[PYTHON] Sample program and execution example of ensemble learning (Stacked generalization)

Introduction

This article uses Python 2.7, numpy 1.11, scipy 0.17, scikit-learn 0.18, matplotlib 1.5, seaborn 0.7, pandas 0.17. It has been confirmed to work on jupyter notebook.

When solving simple classification problems with Kaggle, I often use ML Wave's Ansembling-guide. There weren't many sites in Japanese, so I wrote a sample program as well.

table of contents

  1. Data generation
  2. Preparation of classifier for use in ensemble learning
  3. Implementation of ensemble learning
  4. Evaluation
  5. Reference

1. Data generation

If you have your own data, please ignore this.

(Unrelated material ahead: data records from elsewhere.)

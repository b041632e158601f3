// ==========================================
// 零售库存调货建议生成系统 - API层错误类型
// ==========================================
// 职责: 汇聚导入/引擎/导出错误, 转换为用户可解释的错误消息
// ==========================================

use crate::engine::error::EngineError;
use crate::export::error::ExportError;
use crate::importer::error::ImportError;
use thiserror::Error;

/// API层错误类型
#[derive(Error, Debug)]
pub enum ApiError {
    #[error("无效输入: {0}")]
    InvalidInput(String),

    #[error("数据导入失败: {0}")]
    Import(#[from] ImportError),

    #[error("引擎约束违规: {0}")]
    Engine(#[from] EngineError),

    #[error("报表导出失败: {0}")]
    Export(#[from] ExportError),
}

/// Result 类型别名
pub type ApiResult<T> = Result<T, ApiError>;
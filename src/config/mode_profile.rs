// ==========================================
// 零售库存调货建议生成系统 - 模式规则配置表
// ==========================================
// 三种模式只在门槛口径/比例上限/销量门控/OM 策略/标签上不同,
// 以声明式配置驱动同一套分类器与匹配器, 避免三份逻辑各自漂移
// ==========================================

use crate::domain::types::{OmPolicy, TransferMode, TransferType};
use serde::{Deserialize, Serialize};

// ==========================================
// RF 转出门槛口径
// ==========================================
#[derive(Debug, Clone, Copy, PartialEq, Eq, Serialize, Deserialize)]
#[serde(rename_all = "SCREAMING_SNAKE_CASE")]
pub enum RfThreshold {
    /// 可用库存须高于安全库存(模式 A)
    SafetyStock,
    /// 可用库存须高于 MOQ(模式 B)
    Moq,
    /// 免最低库存门槛(模式 C)
    None,
}

// ==========================================
// ModeProfile - 单模式规则参数
// ==========================================
#[derive(Debug, Clone, PartialEq, Serialize, Deserialize)]
pub struct ModeProfile {
    pub mode: TransferMode,

    /// RF 转出门槛口径
    pub rf_threshold: RfThreshold,

    /// RF 可转出量的可用库存比例上限(向下取整)
    pub rf_cap_ratio: f64,

    /// RF 转出是否要求 effective_sales 低于产品组内最大值
    pub rf_sales_gated: bool,

    /// 转出/接收 OM 匹配策略
    pub om_policy: OmPolicy,

    /// RF 转出标签(ND 档标签固定为 TransferType::Nd)
    pub rf_transfer_type: TransferType,
}

impl ModeProfile {
    /// 模式 → 规则参数
    pub fn for_mode(mode: TransferMode) -> Self {
        match mode {
            TransferMode::A => Self {
                mode,
                rf_threshold: RfThreshold::SafetyStock,
                rf_cap_ratio: 0.5,
                rf_sales_gated: true,
                om_policy: OmPolicy::SameGroup,
                rf_transfer_type: TransferType::RfExcess,
            },
            TransferMode::B => Self {
                mode,
                rf_threshold: RfThreshold::Moq,
                rf_cap_ratio: 0.9,
                rf_sales_gated: true,
                om_policy: OmPolicy::SameGroup,
                rf_transfer_type: TransferType::RfEnhanced,
            },
            TransferMode::C => Self {
                mode,
                rf_threshold: RfThreshold::None,
                rf_cap_ratio: 1.0,
                rf_sales_gated: false,
                om_policy: OmPolicy::CrossGroupGuarded,
                rf_transfer_type: TransferType::RfSuper,
            },
        }
    }

    /// 该模式下 RF 门槛取值
    pub fn rf_threshold_value(&self, safety_stock: u32, moq: u32) -> u32 {
        match self.rf_threshold {
            RfThreshold::SafetyStock => safety_stock,
            RfThreshold::Moq => moq,
            RfThreshold::None => 0,
        }
    }
}

#[cfg(test)]
mod tests {
    use super::*;

    #[test]
    fn test_mode_a_profile() {
        let profile = ModeProfile::for_mode(TransferMode::A);
        assert_eq!(profile.rf_threshold, RfThreshold::SafetyStock);
        assert_eq!(profile.rf_cap_ratio, 0.5);
        assert!(profile.rf_sales_gated);
        assert_eq!(profile.om_policy, OmPolicy::SameGroup);
        assert_eq!(profile.rf_transfer_type, TransferType::RfExcess);
    }

    #[test]
    fn test_mode_b_profile() {
        let profile = ModeProfile::for_mode(TransferMode::B);
        assert_eq!(profile.rf_threshold, RfThreshold::Moq);
        assert_eq!(profile.rf_cap_ratio, 0.9);
        assert!(profile.rf_sales_gated);
        assert_eq!(profile.om_policy, OmPolicy::SameGroup);
        assert_eq!(profile.rf_transfer_type, TransferType::RfEnhanced);
    }

    #[test]
    fn test_mode_c_profile() {
        let profile = ModeProfile::for_mode(TransferMode::C);
        assert_eq!(profile.rf_threshold, RfThreshold::None);
        assert_eq!(profile.rf_cap_ratio, 1.0);
        assert!(!profile.rf_sales_gated);
        assert_eq!(profile.om_policy, OmPolicy::CrossGroupGuarded);
        assert_eq!(profile.rf_transfer_type, TransferType::RfSuper);
    }

    #[test]
    fn test_rf_threshold_value() {
        let a = ModeProfile::for_mode(TransferMode::A);
        let b = ModeProfile::for_mode(TransferMode::B);
        let c = ModeProfile::for_mode(TransferMode::C);
        assert_eq!(a.rf_threshold_value(8, 2), 8);
        assert_eq!(b.rf_threshold_value(8, 2), 2);
        assert_eq!(c.rf_threshold_value(8, 2), 0);
    }
}
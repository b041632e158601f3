// ==========================================
// 零售库存调货建议生成系统 - 引擎层错误类型
// ==========================================
// 约束违规属引擎实现缺陷, 正确运行时永不触发;
// 业务数据缺候选不报错, 仅产出空建议
// ==========================================

use thiserror::Error;

/// 引擎层错误类型
#[derive(Error, Debug)]
pub enum EngineError {
    /// 后置条件违规: 单店转出超过净库存
    #[error("约束违规: 产品 {article} 转出店铺 {site} 转出量 {donated} 超过净库存 {net_stock}")]
    DonorOverNetStock {
        article: String,
        site: String,
        donated: u32,
        net_stock: u32,
    },

    /// 后置条件违规: 产品级总转出超过总需求
    #[error("约束违规: 产品 {article} 总转出量 {transferred} 超过总需求 {total_demand}")]
    ArticleOverDemand {
        article: String,
        transferred: u64,
        total_demand: u64,
    },
}

/// Result 类型别名
pub type EngineResult<T> = Result<T, EngineError>;
// ==========================================
// 零售库存调货建议生成系统 - 需求解析器
// ==========================================
// 职责: 构建产品组接收池与产品级总需求上限
// 余量计数器为匹配过程的本地可变状态, 不回写 InventoryRecord
// ==========================================

use crate::domain::transfer::ReceiverDescriptor;

// ==========================================
// ReceiverEntry - 接收池条目
// ==========================================
#[derive(Debug, Clone)]
pub struct ReceiverEntry {
    pub descriptor: ReceiverDescriptor,
    /// 剩余未满足需求, 匹配器逐笔扣减; 归零即退出接收池
    pub remaining_need: u32,
}

// ==========================================
// ReceiverPool - 产品组接收池
// ==========================================
// 条目按店铺编号升序, 保证匹配顺序确定
#[derive(Debug, Clone)]
pub struct ReceiverPool {
    entries: Vec<ReceiverEntry>,
    total_demand: u64,
}

impl ReceiverPool {
    /// 产品级总需求上限(聚合转出量的硬上限)
    pub fn total_demand(&self) -> u64 {
        self.total_demand
    }

    pub fn entries(&self) -> &[ReceiverEntry] {
        &self.entries
    }

    pub fn entries_mut(&mut self) -> &mut [ReceiverEntry] {
        &mut self.entries
    }

    pub fn is_empty(&self) -> bool {
        self.entries.is_empty()
    }

    /// 剩余未满足需求总量
    pub fn unmet_need(&self) -> u64 {
        self.entries.iter().map(|e| e.remaining_need as u64).sum()
    }

    /// 全部接收需求是否已满足
    pub fn is_satisfied(&self) -> bool {
        self.entries.iter().all(|e| e.remaining_need == 0)
    }
}

// ==========================================
// DemandResolver - 需求解析器
// ==========================================
pub struct DemandResolver;

impl DemandResolver {
    pub fn new() -> Self {
        Self
    }

    /// 构建接收池
    ///
    /// # 规则
    /// - total_demand = Σ target(全部接收候选, 跨 OM)
    /// - 各接收方初始余量 = 自身 target
    /// - 条目按店铺编号升序(确定性)
    pub fn resolve(&self, mut receivers: Vec<ReceiverDescriptor>) -> ReceiverPool {
        receivers.sort_by(|a, b| a.site.cmp(&b.site));

        let total_demand = receivers.iter().map(|r| r.initial_need() as u64).sum();
        let entries = receivers
            .into_iter()
            .map(|descriptor| {
                let remaining_need = descriptor.initial_need();
                ReceiverEntry {
                    descriptor,
                    remaining_need,
                }
            })
            .collect();

        ReceiverPool {
            entries,
            total_demand,
        }
    }
}

impl Default for DemandResolver {
    fn default() -> Self {
        Self::new()
    }
}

Use make_classification of here to create 2000 samples of 3D 2 class data. Make_classification (flip_y = 0) is used to align the label data ratio to 1: 1.

After that, the generated data is divided into train and test in half.

make_classification.py


from sklearn.datasets import make_classification
import pandas as pd
import numpy as np

n_features = 3
n_samples = 2000
data = np.c_[make_classification(n_samples=n_samples, n_features=n_features, n_redundant=1, n_informative=2,n_clusters_per_class=2, n_classes=2, flip_y=0)]

train = test = np.empty((0,n_features+1), float)
for d in [data[data[:, n_features]==0], data[data[:, n_features]==1]]:
    np.random.shuffle(d)
    train = np.append(train, d[:(n_samples/4)], axis=0)
    test = np.append(test, d[(n_samples/4):], axis=0)
map(lambda x: np.random.shuffle(x), [train, test])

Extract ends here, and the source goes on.